Extracted data:
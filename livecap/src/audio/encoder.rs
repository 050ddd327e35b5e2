//! PCM and transport encoding
//!
//! Converts resampled f32 samples into the signed 16-bit little-endian wire
//! format expected by the captioning service, and wraps the raw bytes in
//! base64 so a frame can be embedded in a JSON message as one atomic unit.

use base64::{Engine, engine::general_purpose::STANDARD};

/// Convert f32 samples (nominal range -1.0..=1.0) to i16 PCM.
///
/// Samples are clamped first; negative values scale by 32768 and
/// non-negative values by 32767, so -1.0 maps to -32768 and 1.0 to 32767.
/// Fractional results truncate toward zero.
pub fn encode_pcm16(samples: &[f32]) -> Vec<i16> {
    samples
        .iter()
        .map(|&sample| {
            let clamped = sample.clamp(-1.0, 1.0);
            let scaled = if clamped < 0.0 {
                clamped * 32768.0
            } else {
                clamped * 32767.0
            };
            scaled as i16
        })
        .collect()
}

/// Convert i16 PCM samples back to f32, dividing by the same asymmetric
/// factors used by [`encode_pcm16`]. Used by tests and diagnostics.
pub fn decode_pcm16(samples: &[i16]) -> Vec<f32> {
    samples
        .iter()
        .map(|&sample| {
            if sample < 0 {
                sample as f32 / 32768.0
            } else {
                sample as f32 / 32767.0
            }
        })
        .collect()
}

/// Convert i16 samples to little-endian bytes (2 bytes per sample)
pub fn pcm16_to_bytes(samples: &[i16]) -> Vec<u8> {
    let mut bytes = Vec::with_capacity(samples.len() * 2);
    for &sample in samples {
        bytes.extend_from_slice(&sample.to_le_bytes());
    }
    bytes
}

/// Parse little-endian bytes back into i16 samples.
///
/// A trailing odd byte is ignored; the wire format always carries whole
/// samples.
pub fn bytes_to_pcm16(bytes: &[u8]) -> Vec<i16> {
    bytes
        .chunks_exact(2)
        .map(|pair| i16::from_le_bytes([pair[0], pair[1]]))
        .collect()
}

/// Encode raw PCM bytes as standard base64 for transport
pub fn encode_transport(bytes: &[u8]) -> String {
    STANDARD.encode(bytes)
}

/// Decode a transport payload back to raw PCM bytes
pub fn decode_transport(payload: &str) -> Result<Vec<u8>, base64::DecodeError> {
    STANDARD.decode(payload)
}

/// Full frame encoding: f32 samples -> i16 PCM -> LE bytes -> base64
pub fn encode_frame(samples: &[f32]) -> String {
    encode_transport(&pcm16_to_bytes(&encode_pcm16(samples)))
}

Action item: Copy out each line of the listing that holds the word "String".

Written answer:
pub fn encode_transport(bytes: &[u8]) -> String {
pub fn encode_frame(samples: &[f32]) -> String {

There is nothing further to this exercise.